= Beginning of Section =

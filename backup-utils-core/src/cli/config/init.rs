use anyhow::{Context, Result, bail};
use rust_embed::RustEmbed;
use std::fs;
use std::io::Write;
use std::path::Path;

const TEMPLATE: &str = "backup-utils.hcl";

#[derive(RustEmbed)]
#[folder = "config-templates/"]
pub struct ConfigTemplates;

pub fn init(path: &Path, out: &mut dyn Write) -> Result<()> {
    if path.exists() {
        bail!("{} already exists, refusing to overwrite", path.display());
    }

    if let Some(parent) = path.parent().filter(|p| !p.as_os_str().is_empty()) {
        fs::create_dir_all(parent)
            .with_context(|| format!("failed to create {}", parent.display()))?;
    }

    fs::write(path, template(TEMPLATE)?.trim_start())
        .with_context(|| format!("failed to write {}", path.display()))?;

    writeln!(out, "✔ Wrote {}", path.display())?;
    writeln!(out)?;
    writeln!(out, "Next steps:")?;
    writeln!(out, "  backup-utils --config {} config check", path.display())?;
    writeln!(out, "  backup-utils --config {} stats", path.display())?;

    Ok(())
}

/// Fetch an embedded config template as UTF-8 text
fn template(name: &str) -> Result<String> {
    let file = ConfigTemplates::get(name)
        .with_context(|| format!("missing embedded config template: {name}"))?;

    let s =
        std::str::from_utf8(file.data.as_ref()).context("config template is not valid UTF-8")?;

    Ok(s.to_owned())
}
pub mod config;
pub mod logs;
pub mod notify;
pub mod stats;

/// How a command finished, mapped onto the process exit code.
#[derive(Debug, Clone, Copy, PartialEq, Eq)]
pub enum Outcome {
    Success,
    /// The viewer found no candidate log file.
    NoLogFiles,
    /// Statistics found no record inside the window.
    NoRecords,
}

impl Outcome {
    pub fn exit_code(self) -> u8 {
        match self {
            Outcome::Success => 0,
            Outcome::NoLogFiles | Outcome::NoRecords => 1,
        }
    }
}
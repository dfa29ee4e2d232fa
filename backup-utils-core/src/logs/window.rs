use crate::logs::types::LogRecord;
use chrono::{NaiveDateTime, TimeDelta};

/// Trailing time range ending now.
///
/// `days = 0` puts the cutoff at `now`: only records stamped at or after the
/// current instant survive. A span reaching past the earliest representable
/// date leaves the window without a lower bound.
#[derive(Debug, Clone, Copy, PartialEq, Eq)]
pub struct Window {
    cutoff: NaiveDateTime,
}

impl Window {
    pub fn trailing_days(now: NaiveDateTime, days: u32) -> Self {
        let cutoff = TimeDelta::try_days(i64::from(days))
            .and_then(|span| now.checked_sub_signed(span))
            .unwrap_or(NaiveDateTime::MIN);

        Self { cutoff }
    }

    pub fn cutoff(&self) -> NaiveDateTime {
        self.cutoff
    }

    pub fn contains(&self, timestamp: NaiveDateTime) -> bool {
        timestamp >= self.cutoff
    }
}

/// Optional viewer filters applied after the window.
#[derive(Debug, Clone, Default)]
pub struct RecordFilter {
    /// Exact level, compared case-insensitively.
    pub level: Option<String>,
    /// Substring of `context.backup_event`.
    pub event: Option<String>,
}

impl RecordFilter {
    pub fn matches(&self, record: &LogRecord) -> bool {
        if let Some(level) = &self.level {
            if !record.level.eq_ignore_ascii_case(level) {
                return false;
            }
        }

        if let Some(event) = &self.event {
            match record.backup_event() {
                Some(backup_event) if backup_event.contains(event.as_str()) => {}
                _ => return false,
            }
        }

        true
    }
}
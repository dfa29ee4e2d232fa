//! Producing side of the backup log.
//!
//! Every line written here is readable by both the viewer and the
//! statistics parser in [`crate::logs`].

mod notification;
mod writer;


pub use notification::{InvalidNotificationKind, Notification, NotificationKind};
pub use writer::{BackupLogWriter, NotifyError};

= End of Section =
= Beginning of Section =

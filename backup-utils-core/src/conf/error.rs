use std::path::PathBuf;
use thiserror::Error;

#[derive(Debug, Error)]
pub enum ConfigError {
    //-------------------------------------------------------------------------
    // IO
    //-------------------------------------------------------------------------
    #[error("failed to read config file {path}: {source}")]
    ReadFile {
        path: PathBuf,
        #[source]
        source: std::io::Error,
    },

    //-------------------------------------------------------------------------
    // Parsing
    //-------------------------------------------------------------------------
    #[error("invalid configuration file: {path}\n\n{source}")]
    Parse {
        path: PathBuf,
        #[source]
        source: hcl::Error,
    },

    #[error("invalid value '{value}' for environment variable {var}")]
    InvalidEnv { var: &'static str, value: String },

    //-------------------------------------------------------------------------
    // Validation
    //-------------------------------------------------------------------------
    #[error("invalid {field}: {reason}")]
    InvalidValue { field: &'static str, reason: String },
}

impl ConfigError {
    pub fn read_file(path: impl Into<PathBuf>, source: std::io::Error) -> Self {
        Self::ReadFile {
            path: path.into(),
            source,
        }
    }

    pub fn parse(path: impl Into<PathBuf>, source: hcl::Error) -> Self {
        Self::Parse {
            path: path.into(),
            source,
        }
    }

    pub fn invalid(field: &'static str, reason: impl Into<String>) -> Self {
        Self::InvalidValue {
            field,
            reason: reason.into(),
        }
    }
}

= End of Section =

**The problem:** A single number is required: the count of lines in the data above that include the string "Debug".

**Solution below:** 4